Blunt feedback can be life-changing, but only if it comes from someone with:
a) the right intent, and
b) astute judgment in the specific subject matter (e.g. products, leadership, influence, whatever else)
Both fail more often than we admit.
On (a), some people use blunt feedback as a manipulation weapon, or as an outlet for their inner asshole.
But there’s a subtler version that most people miss. In a toxic corporate environment, the real audience of the feedback isn’t you, the recipient. The real audience is the backchannel. The feedback gets delivered to you so that the giver can then tell others (via backchannels) that they delivered such and such feedback to you. It’s a Machiavellian strategy [0] to attach certain labels to you. Labels like: “effective but doesn’t follow process”, or “doesn’t think holistically”, or “good at strategy but not execution”.
On (b), when someone has the right intent but lacks high judgment in the area, their blunt feedback is likely to be wrong — especially when the recipient is already pretty good at their job (say top 10% or better). The giver is pattern-matching from their own level of skill, which sits below the recipient’s.
Later in my PM career (as I got pretty good), I came across many instances of blunt feedback that suffered from (b). In such cases, it takes confidence to ignore the feedback, or significantly adapt it so that it actually works.

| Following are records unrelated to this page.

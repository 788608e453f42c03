use std::io::Write;
use std::process::{Command, Stdio};

/// Feeds `input` to a quiet REPL and returns its stdout.
fn repl(input: &str) -> String {
    let mut child = Command::new(env!("CARGO_BIN_EXE_optdispatch-repl"))
        .arg("--quiet")
        .env_remove("RUST_LOG")
        .stdin(Stdio::piped())
        .stdout(Stdio::piped())
        .spawn()
        .expect("failed to run optdispatch-repl");

    child
        .stdin
        .take()
        .expect("stdin is piped")
        .write_all(input.as_bytes())
        .expect("failed to write stdin");

    let output = child.wait_with_output().expect("failed to wait for repl");
    assert!(output.status.success(), "repl should exit cleanly at EOF");
    String::from_utf8(output.stdout).expect("stdout is utf-8")
}

// ---------------------------------------------------------------------------
// Session tests
// ---------------------------------------------------------------------------

#[test]
fn write_then_read_prints_stored_value() {
    assert_eq!(repl("-w hello\n-r\n"), "hello\n");
}

#[test]
fn default_action_reads_value() {
    assert_eq!(repl("-w stored\nleading words\n"), "stored\n");
}

#[test]
fn help_runs_before_read() {
    let out = repl("-r --help\n");
    assert!(out.starts_with("Commands:"));
    assert!(out.contains("--help      show this message"));
    assert_eq!(out.lines().count(), 4);
}

#[test]
fn blank_line_prints_hint() {
    assert_eq!(repl("\n   \n"), "nothing to do, type --help for commands\n".repeat(2));
}

// ---------------------------------------------------------------------------
// Diagnostics
// ---------------------------------------------------------------------------

#[test]
fn diagnostics_do_not_end_the_session() {
    let out = repl("-w keep\n-z\n-w\n-w a b\n-r\n");
    assert_eq!(
        out,
        "invalid option -- '-z'\nMissingArgument: -w\nUnexpectedArgument: b\nkeep\n"
    );
}

#[test]
fn prompt_is_printed_unless_quiet() {
    let mut child = Command::new(env!("CARGO_BIN_EXE_optdispatch-repl"))
        .args(["--prompt", "$ "])
        .stdin(Stdio::piped())
        .stdout(Stdio::piped())
        .spawn()
        .expect("failed to run optdispatch-repl");
    child
        .stdin
        .take()
        .expect("stdin is piped")
        .write_all(b"-w x -r\n")
        .expect("failed to write stdin");
    let output = child.wait_with_output().expect("failed to wait for repl");

    assert_eq!(String::from_utf8_lossy(&output.stdout), "$ x\n$ ");
}
//! Dispatch driver: runs a full cycle and renders failures.
//!
//! The driver is the single boundary where the four [`DispatchError`] kinds
//! become user-visible text. It never lets one of them escape as an error;
//! it hands the rendered failure back as [`Outcome::Rejected`] so binaries
//! can pick an exit status.

use std::io::{self, Write};

use tracing::{debug, warn};

use crate::error::{DispatchError, ErrorKind};
use crate::parser::Parser;

/// Result of one dispatched invocation.
#[derive(Debug, Clone, PartialEq, Eq)]
pub enum Outcome {
    /// The cycle executed.
    Completed,
    /// The cycle failed; its diagnostic has already been written.
    Rejected(DispatchError),
}

impl Outcome {
    pub fn is_completed(&self) -> bool {
        matches!(self, Self::Completed)
    }
}

/// Renders the one-line diagnostic for `err`.
///
/// # Examples
///
/// ```
/// use optdispatch_core::{DispatchError, render_diagnostic};
///
/// assert_eq!(
///     render_diagnostic(&DispatchError::InvalidOption("-z".into())),
///     "invalid option -- '-z'"
/// );
/// assert_eq!(
///     render_diagnostic(&DispatchError::InvalidArgument("abc".into())),
///     "InvalidArgument: abc"
/// );
/// ```
pub fn render_diagnostic(err: &DispatchError) -> String {
    match err.kind() {
        ErrorKind::InvalidOption => format!("invalid option -- '{}'", err.token()),
        kind @ (ErrorKind::InvalidArgument
        | ErrorKind::MissingArgument
        | ErrorKind::UnexpectedArgument) => format!("{kind}: {}", err.token()),
    }
}

/// Runs `tokens` through `parser`, printing any diagnostic to stdout.
///
/// The parser is not cleared; callers clear it after every cycle.
pub fn dispatch<C, I, S>(parser: &mut Parser<C>, ctx: &mut C, tokens: I) -> Outcome
where
    I: IntoIterator<Item = S>,
    S: Into<String>,
{
    let stdout = io::stdout();
    let mut out = stdout.lock();
    dispatch_to(parser, ctx, tokens, &mut out)
}

/// Runs `tokens` through `parser`, writing any diagnostic to `out`.
///
/// A diagnostic that cannot be written is logged; the invocation is still
/// [`Outcome::Rejected`].
pub fn dispatch_to<C, I, S, W>(
    parser: &mut Parser<C>,
    ctx: &mut C,
    tokens: I,
    out: &mut W,
) -> Outcome
where
    I: IntoIterator<Item = S>,
    S: Into<String>,
    W: Write + ?Sized,
{
    match parser.run(ctx, tokens) {
        Ok(()) => Outcome::Completed,
        Err(err) => {
            debug!(kind = %err.kind(), token = err.token(), "invocation rejected");
            if let Err(io_err) = writeln!(out, "{}", render_diagnostic(&err)) {
                warn!(%io_err, "failed to write diagnostic");
            }
            Outcome::Rejected(err)
        }
    }
}
use std::cell::Cell;
use std::rc::Rc;

use optdispatch_core::*;

/// Execution record shared by probe options.
#[derive(Default)]
struct Probe {
    order: Vec<String>,
    default_args: Vec<Vec<String>>,
    blanks: usize,
}

fn recorder(name: &'static str, priority: i32) -> FnOption<Probe> {
    FnOption::new(priority, move |p: &mut Probe, _: &[String]| {
        p.order.push(name.to_string());
        Ok(())
    })
    .with_check(|_| Ok(()))
}

fn parser_with(extra: Vec<(&'static str, FnOption<Probe>)>) -> Parser<Probe> {
    let mut builder = Parser::builder()
        .leading(recorder("leading", 0))
        .default_action(
            FnOption::new(1, |p: &mut Probe, args: &[String]| {
                p.order.push("default".into());
                p.default_args.push(args.to_vec());
                Ok(())
            })
            .with_check(|_| Ok(())),
        )
        .on_blank(|p: &mut Probe| p.blanks += 1);
    for (flag, option) in extra {
        builder = builder.option(flag, option);
    }
    builder.build().unwrap()
}

// ---------------------------------------------------------------------------
// Grouping
// ---------------------------------------------------------------------------

#[test]
fn flagless_input_forms_one_leading_block() {
    let inputs: [&[&str]; 3] = [&[], &["only"], &["a", "b", "c", "d"]];
    for tokens in inputs {
        let mut parser = parser_with(vec![]);
        parser.parse(tokens.iter().copied()).unwrap();

        let blocks = parser.blocks();
        assert_eq!(blocks.len(), 1);
        assert_eq!(blocks[0].flag(), LEADING_KEY);
        assert_eq!(blocks[0].args(), tokens);
    }
}

#[test]
fn unknown_flag_is_rejected_with_its_token() {
    let mut parser = parser_with(vec![("-a", recorder("a", 0))]);
    let err = parser.parse(["-z"]).unwrap_err();
    assert_eq!(err.kind(), ErrorKind::InvalidOption);
    assert_eq!(err.token(), "-z");
}

#[test]
fn equal_priorities_keep_encounter_order() {
    let mut parser = parser_with(vec![
        ("-x", recorder("x", 0)),
        ("-y", recorder("y", 0)),
        ("-z", recorder("z", 0)),
        ("-m", recorder("m", -2)),
    ]);
    parser.parse(["-z", "-x", "-m", "-y", "-x"]).unwrap();
    let flags: Vec<&str> = parser.blocks().iter().map(|b| b.flag()).collect();
    assert_eq!(flags, vec!["-m", "-", "-z", "-x", "-y", "-x"]);
}

// ---------------------------------------------------------------------------
// Execution laws
// ---------------------------------------------------------------------------

#[test]
fn blank_input_runs_only_the_blank_handler() {
    let mut parser = parser_with(vec![("-a", recorder("a", 1))]);
    let mut probe = Probe::default();
    parser.run(&mut probe, Vec::<String>::new()).unwrap();

    assert_eq!(probe.blanks, 1);
    assert!(probe.order.is_empty());
}

#[test]
fn at_most_one_action_runs() {
    let after = Rc::new(Cell::new(0));
    let counter = Rc::clone(&after);
    let late = FnOption::new(5, move |_: &mut Probe, _: &[String]| {
        counter.set(counter.get() + 1);
        Ok(())
    });

    let mut parser = parser_with(vec![
        ("-e", recorder("env", 0)),
        ("-h", recorder("meta", -1)),
        ("-a", recorder("action", 2)),
        ("-late", late),
    ]);
    let mut probe = Probe::default();
    parser.run(&mut probe, ["-a", "-e", "-late", "-e"]).unwrap();

    assert_eq!(probe.order, vec!["leading", "env", "env", "action"]);
    assert_eq!(after.get(), 0);
}

#[test]
fn default_action_runs_once_with_no_arguments() {
    let mut parser = parser_with(vec![("-e", recorder("env", 0))]);
    let mut probe = Probe::default();
    parser.run(&mut probe, ["lead", "-e", "x", "-e"]).unwrap();

    assert_eq!(probe.order, vec!["leading", "env", "env", "default"]);
    assert_eq!(probe.default_args, vec![Vec::<String>::new()]);
}

#[test]
fn meta_option_ends_the_run() {
    let mut parser = parser_with(vec![
        ("-h", recorder("help", -1)),
        ("-r", recorder("read", 2)),
    ]);
    let mut probe = Probe::default();
    parser.run(&mut probe, ["-r", "-h"]).unwrap();
    assert_eq!(probe.order, vec!["help"]);
}

#[test]
fn execute_failure_propagates_from_action() {
    let mut parser = parser_with(vec![(
        "-a",
        FnOption::new(1, |_: &mut Probe, _: &[String]| {
            Err(DispatchError::MissingArgument("-f [encoding]".into()))
        }),
    )]);
    let mut probe = Probe::default();
    let err = parser.run(&mut probe, ["-a"]).unwrap_err();
    assert_eq!(err, DispatchError::MissingArgument("-f [encoding]".into()));
    assert_eq!(parser.state(), ParserState::Failed);
}

// ---------------------------------------------------------------------------
// Reuse across cycles
// ---------------------------------------------------------------------------

#[test]
fn cleared_parser_serves_the_next_cycle() {
    let mut parser = parser_with(vec![("-e", recorder("env", 0))]);
    let mut probe = Probe::default();
    let mut out = Vec::new();

    let first = dispatch_to(&mut parser, &mut probe, ["-bogus"], &mut out);
    assert!(!first.is_completed());
    parser.clear();

    let second = dispatch_to(&mut parser, &mut probe, ["-e"], &mut out);
    assert!(second.is_completed());
    parser.clear();

    assert_eq!(String::from_utf8(out).unwrap(), "invalid option -- '-bogus'\n");
    assert_eq!(probe.order, vec!["leading", "env", "default"]);
    assert_eq!(parser.state(), ParserState::Empty);
}

#[test]
fn read_write_help_scenario() {
    #[derive(Default)]
    struct Store {
        value: Option<String>,
        reads: usize,
        helps: usize,
        blanks: usize,
    }

    let read: Rc<dyn CliOption<Store>> = Rc::new(FnOption::new(2, |s: &mut Store, _: &[String]| {
        s.reads += 1;
        Ok(())
    }));
    let mut parser = Parser::builder()
        .option("-h", FnOption::new(-1, |s: &mut Store, _: &[String]| {
            s.helps += 1;
            Ok(())
        }))
        .shared("-r", Rc::clone(&read))
        .option(
            "-w",
            FnOption::new(3, |s: &mut Store, args: &[String]| {
                s.value = Some(args[0].clone());
                Ok(())
            })
            .with_check(|args| expect_exactly("-w", 1, args)),
        )
        .default_shared(read)
        .on_blank(|s: &mut Store| s.blanks += 1)
        .build()
        .unwrap();

    let mut store = Store::default();

    parser.run(&mut store, ["-w", "X"]).unwrap();
    parser.clear();
    assert_eq!(store.value.as_deref(), Some("X"));
    assert_eq!(store.reads, 0);

    parser.run(&mut store, Vec::<String>::new()).unwrap();
    parser.clear();
    assert_eq!(store.blanks, 1);

    parser.run(&mut store, ["-h"]).unwrap();
    parser.clear();
    assert_eq!(store.helps, 1);
    assert_eq!(store.reads, 0);
}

Like most things I share here, this is probably bad advice for most people (who should generally be very open to feedback and act on it). But it is useful (and rare) advice for those who’ve reached higher levels of proficiency, where the conventional “feedback is a gift” advice can hurt them more than help them.
~
[0] And this strategy works because most people in this backchannel — people who will likely sit in on your performance calibration meetings and promotion committees — have no choice but to believe the feedback. People are busy, don’t have time to interrogate the nuances of the situation, and they love believing labels that fit previous patterns (a common pattern most people — including some very talented people — believe is that if someone is good at execution they cannot be good at strategy, and vice versa).


The AI layer makes it (b) harder to detect.
When the manager or leader uses AI to sharpen their feedback before delivering it with polished language, structured reasoning and confident tone then the recipient PM can’t easily tell whether the judgment behind it is astute or just well-packaged.
Currently we already struggle to distinguish intent from performance and newest challenge is to distinguish judgement from coherence.
The point about judgment being domain-specific: The most damaging blunt feedback I've seen came from people who were genuinely good at the work, just at an earlier stage of it.
They were pattern-matching from a level the recipient had already moved past.